Que se passe-t-il lorsque la génération qui a rendu les années 1960 un peu plus sauvages franchit le seuil des homes ? Le personnel soignant trouve des sex toys dans les tiroirs et des magazines pornos sous les matelas. Et cela provoque quelques tensions. Voici la révolution sexuelle, clap deuxième.

« Il n’y pas si longtemps, je rencontre trois vieilles dames qui tricotent », dit Joeri De Ren de l’Antwerp Care Company, en introduction à une journée d’étude sur les personnes âgées et la sexualité. « Je leur demande ce qu’elles tricotent exactement et l’une d’elles me répond  » Tout ! Et si tu veux, je te fais un maillot de bain. Viens me rejoindre dans ma chambre, et je prendrai tes mesures ! J’étais sous le choc. Une femme de 80 ans flirtait avec moi ! »

On rit dans la salle, mais l’anecdote fait surtout ressortir deux choses. Un : les jeunes pensent que les personnes plus âgées n’ont plus de rapports sexuels. Deux : ils ont tort.

Selon Tom Claes, professeur au Département de philosophie et de sciences morales de l’Université de Gand, la recherche montre que les personnes âgées de 60 à 82 ans, et ayant le même partenaire depuis au moins 25 ans, considèrent que la qualité de leur vie sexuelle est aujourd’hui supérieure à ce qu’elle était auparavant. Alors non, les frissons du plaisir ne disparaissent pas avec le temps. Cela a de tout temps été le cas. « La seule différence c’est qu’aujourd’hui on s’en cache nettement moins », remarquent de nombreux acteurs dans les soins de santé.

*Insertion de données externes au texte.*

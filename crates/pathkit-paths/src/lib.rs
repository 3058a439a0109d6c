//! Graph modeling and shortest-path solvers.
//!
//! This crate provides a small toolkit for index-based graphs and implicit
//! grids:
//!
//! - **Priority queue** with a fixed order ([`PriorityQueue`])
//! - **Graph containers** built once from an edge list ([`WeightedGraph`],
//!   [`UnweightedGraph`])
//! - **Grid BFS** over any [`Pather`] ([`shortest_path_in_grid`],
//!   [`grid_distances`])
//! - **Dijkstra** single-source shortest paths ([`dijkstra::shortest_path_in_graph`],
//!   [`dijkstra::distances_from`])
//! - **Exhaustive search** for simple paths and Hamiltonian paths/cycles
//!   ([`ExhaustiveSearch`])
//!
//! "No path" is a normal outcome (`None`); invalid input is a [`PathError`].
//!
//! # Choosing a solver
//!
//! | Need | Solver | Cost |
//! |---|---|---|
//! | Uniform-cost grid moves | [`shortest_path_in_grid`] | O(V + E) |
//! | Weighted shortest path | [`dijkstra::shortest_path_in_graph`] | O((V + E) log V) |
//! | Visit every element | [`ExhaustiveSearch::visit_all_elements_in_graph`] | exponential |
//! | Cross-checking Dijkstra on tiny graphs | [`ExhaustiveSearch::shortest_path_in_graph`] | exponential |

mod bfs;
pub mod dijkstra;
mod error;
mod exhaustive;
mod graph;
mod limits;
mod queue;
mod record;
mod traits;
mod walker;

pub use bfs::{grid_distances, shortest_path_in_grid};
pub use error::PathError;
pub use exhaustive::ExhaustiveSearch;
pub use graph::{Edge, Index, Link, UnweightedGraph, Weight, WeightedGraph};
pub use limits::{DEFAULT_MAX_VISIT_ALL_NODES, SearchLimits};
pub use queue::{Order, PriorityQueue};
pub use record::{GraphPath, GridPath};
pub use traits::{FnPather, Graph, Pather};
pub use walker::{Moves, TileWalker};
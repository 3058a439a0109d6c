//! Geometry primitives for grid callers.

use std::fmt;

/// A 2D integer point. X grows right, Y grows down (row-major maps).
#[derive(Copy, Clone, Debug, Default, PartialEq, Eq, Hash)]
#[cfg_attr(feature = "serde", derive(serde::Serialize, serde::Deserialize))]
pub struct Point {
    pub x: i32,
    pub y: i32,
}

impl Point {
    /// Create a new point.
    #[inline]
    pub const fn new(x: i32, y: i32) -> Self {
        Self { x, y }
    }

    /// Return a point shifted by (dx, dy).
    #[inline]
    pub const fn shift(self, dx: i32, dy: i32) -> Self {
        Self {
            x: self.x + dx,
            y: self.y + dy,
        }
    }

    /// The four cardinal neighbours (up, right, down, left).
    #[inline]
    pub fn neighbors_4(self) -> [Point; 4] {
        [
            self.shift(0, -1),
            self.shift(1, 0),
            self.shift(0, 1),
            self.shift(-1, 0),
        ]
    }

    /// All eight neighbours, clockwise from up.
    #[inline]
    pub fn neighbors_8(self) -> [Point; 8] {
        [
            self.shift(0, -1),
            self.shift(1, -1),
            self.shift(1, 0),
            self.shift(1, 1),
            self.shift(0, 1),
            self.shift(-1, 1),
            self.shift(-1, 0),
            self.shift(-1, -1),
        ]
    }

    /// Manhattan (L1) distance to `other`: the fewest cardinal moves
    /// between the two on an open map.
    #[inline]
    pub fn manhattan(self, other: Point) -> i32 {
        (self.x - other.x).abs() + (self.y - other.y).abs()
    }
}

impl PartialOrd for Point {
    fn partial_cmp(&self, other: &Self) -> Option<std::cmp::Ordering> {
        Some(self.cmp(other))
    }
}

impl Ord for Point {
    fn cmp(&self, other: &Self) -> std::cmp::Ordering {
        self.y.cmp(&other.y).then(self.x.cmp(&other.x))
    }
}

impl fmt::Display for Point {
    fn fmt(&self, f: &mut fmt::Formatter<'_>) -> fmt::Result {
        write!(f, "({}, {})", self.x, self.y)
    }
}
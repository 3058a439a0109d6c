use std::hash::Hash;
use std::marker::PhantomData;

use crate::graph::{Index, Weight};

/// Grid capability: the minimal neighbour-enumeration interface the grid
/// BFS runs on.
///
/// The solver never sees the caller's terrain, only the positions it may
/// move to next. Every move costs one step.
pub trait Pather {
    /// Position type, typically a coordinate such as `pathkit_core::Point`.
    type Pos: Copy + Eq + Hash;

    /// Append the positions reachable in one move from `p` into `buf`.
    /// The caller clears `buf` before calling.
    fn neighbors(&self, p: Self::Pos, buf: &mut Vec<Self::Pos>);
}

/// Index-based adjacency, the seam every graph solver is generic over.
///
/// Implemented by [`WeightedGraph`](crate::WeightedGraph) and
/// [`UnweightedGraph`](crate::UnweightedGraph); callers with their own
/// adjacency model can implement it directly. Weights must be `>= 0`,
/// solvers reject negative ones with
/// [`PathError::UnsupportedWeight`](crate::PathError::UnsupportedWeight).
pub trait Graph {
    /// Number of elements; valid indices are `0..count()`.
    fn count(&self) -> usize;

    /// Append `(to, weight)` for every outgoing edge of `from` into `buf`.
    /// The caller clears `buf` before calling.
    fn successors(&self, from: Index, buf: &mut Vec<(Index, Weight)>);
}

/// A [`Pather`] backed by a closure, for ad-hoc grids.
pub struct FnPather<F, P> {
    f: F,
    _pos: PhantomData<fn(P) -> P>,
}

impl<F, P> FnPather<F, P>
where
    F: Fn(P) -> Vec<P>,
{
    /// Wrap `f`, which lists the neighbours of a position.
    pub fn new(f: F) -> Self {
        Self {
            f,
            _pos: PhantomData,
        }
    }
}

impl<F, P> Pather for FnPather<F, P>
where
    P: Copy + Eq + Hash,
    F: Fn(P) -> Vec<P>,
{
    type Pos = P;

    fn neighbors(&self, p: P, buf: &mut Vec<P>) {
        buf.extend((self.f)(p));
    }
}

Cela s’explique par la génération qui rejoint aujourd’hui les maisons de retraite. Ils ont connu l’été qui a suivi mai 1968. Alors toutes les femmes ne balançaient peut-être pas toutes leur soutien-gorge sur les barricades, mais cette génération a atteint la maturité sexuelle à une époque où il y avait plus de liberté qu’avant et où le sujet était déjà nettement moins tabou. Par conséquent, ces personnes ne correspondent plus à l’image clichée des braves grands-mères et des grands-pères. À ceci près, que celle-ci perdure encore trop souvent auprès des prestataires de soins. De quoi provoquer de nombreuses frictions dans les centres pour personnes âgées. Est-ce que les gens qui se sont battus pour une révolution sexuelle dans les années 60 et 70 doivent à nouveau repartir au combat ?

Le besoin de sexualité

Une certitude : le sexe – sous toutes ses formes – n’est pas encore considéré comme un besoin normal dans les maisons de retraite. « J’entends régulièrement des messages du genre : « le partenaire est toujours le bienvenu dans notre centre d’hébergement ». Cela se veut bienveillant et pourtant je trouve cela un peu triste », soupire Christian Verelst, coordinateur du centre d’expertise sur la démence. « Super, il ou elle peut venir dire bonjour. On parle tout de même d’une personne avec qui ils ont été mariés depuis 50 ans. C’est dit avec les meilleures intentions, mais on ferait mieux de dire si vous souhaitez passer la nuit, on rajoute un lit. Sauf que, ce genre de phrases, on ne les entend jamais. Le seul endroit où on dit ce genre de choses, c’est dans les soins palliatifs. Et encore, c’est pour veiller celui qui est sur le point de mourir. C’est oublier un peu vite que l’intimité et la sexualité font partie de la vie et qu’il est important de leur donner une place lors des soins. »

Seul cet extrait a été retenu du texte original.